What is expected
Write out the entries again. Match each one exactly.

Supplied records
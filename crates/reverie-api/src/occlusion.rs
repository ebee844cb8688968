//! Occlusion surface for a headless server.

use reverie_transition::{OcclusionPlan, OcclusionSurface};
use tracing::debug;

/// Occlusion layer with nothing to paint; reports each step at debug level.
///
/// Attaching it keeps transition timing intact, so `transitioning` in the
/// snapshot reflects the real animation window.
#[derive(Debug, Clone, Copy, Default)]
pub struct TracingOcclusion;

impl OcclusionSurface for TracingOcclusion {
    fn prime(&self, plan: &OcclusionPlan) {
        match plan {
            OcclusionPlan::Tiles { grid, cells, .. } => {
                debug!(
                    columns = grid.columns,
                    rows = grid.rows,
                    cells = cells.len(),
                    "occlusion primed: tiles"
                );
            }
            OcclusionPlan::Iris(_) => debug!("occlusion primed: iris"),
        }
    }

    fn deactivate(&self) {
        debug!("occlusion deactivated");
    }

    fn flush_layout(&self) {
        debug!("occlusion layout flushed");
    }

    fn activate(&self) {
        debug!("occlusion activated");
    }

    fn release(&self) {
        debug!("occlusion released");
    }
}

Task answer
filename crates/reverie-api/src/occlusion.rs
repository ebee844cb8688968
//! Occlusion surface for a headless server.

use reverie_transition::{OcclusionPlan, OcclusionSurface};
use tracing::debug;

/// Occlusion layer with nothing to paint; reports each step at debug level.
///
/// Attaching it keeps transition timing intact, so `transitioning` in the
/// snapshot reflects the real animation window.
#[derive(Debug, Clone, Copy, Default)]
pub struct TracingOcclusion;

impl OcclusionSurface for TracingOcclusion {
    fn prime(&self, plan: &OcclusionPlan) {
        match plan {
            OcclusionPlan::Tiles { grid, cells, .. } => {
                debug!(
                    columns = grid.columns,
                    rows = grid.rows,
                    cells = cells.len(),
                    "occlusion primed: tiles"
                );
            }
            OcclusionPlan::Iris(_) => debug!("occlusion primed: iris"),
        }
    }

    fn deactivate(&self) {
        debug!("occlusion deactivated");
    }

    fn flush_layout(&self) {
        debug!("occlusion layout flushed");
    }

    fn activate(&self) {
        debug!("occlusion activated");
    }

    fn release(&self) {
        debug!("occlusion released");
    }
}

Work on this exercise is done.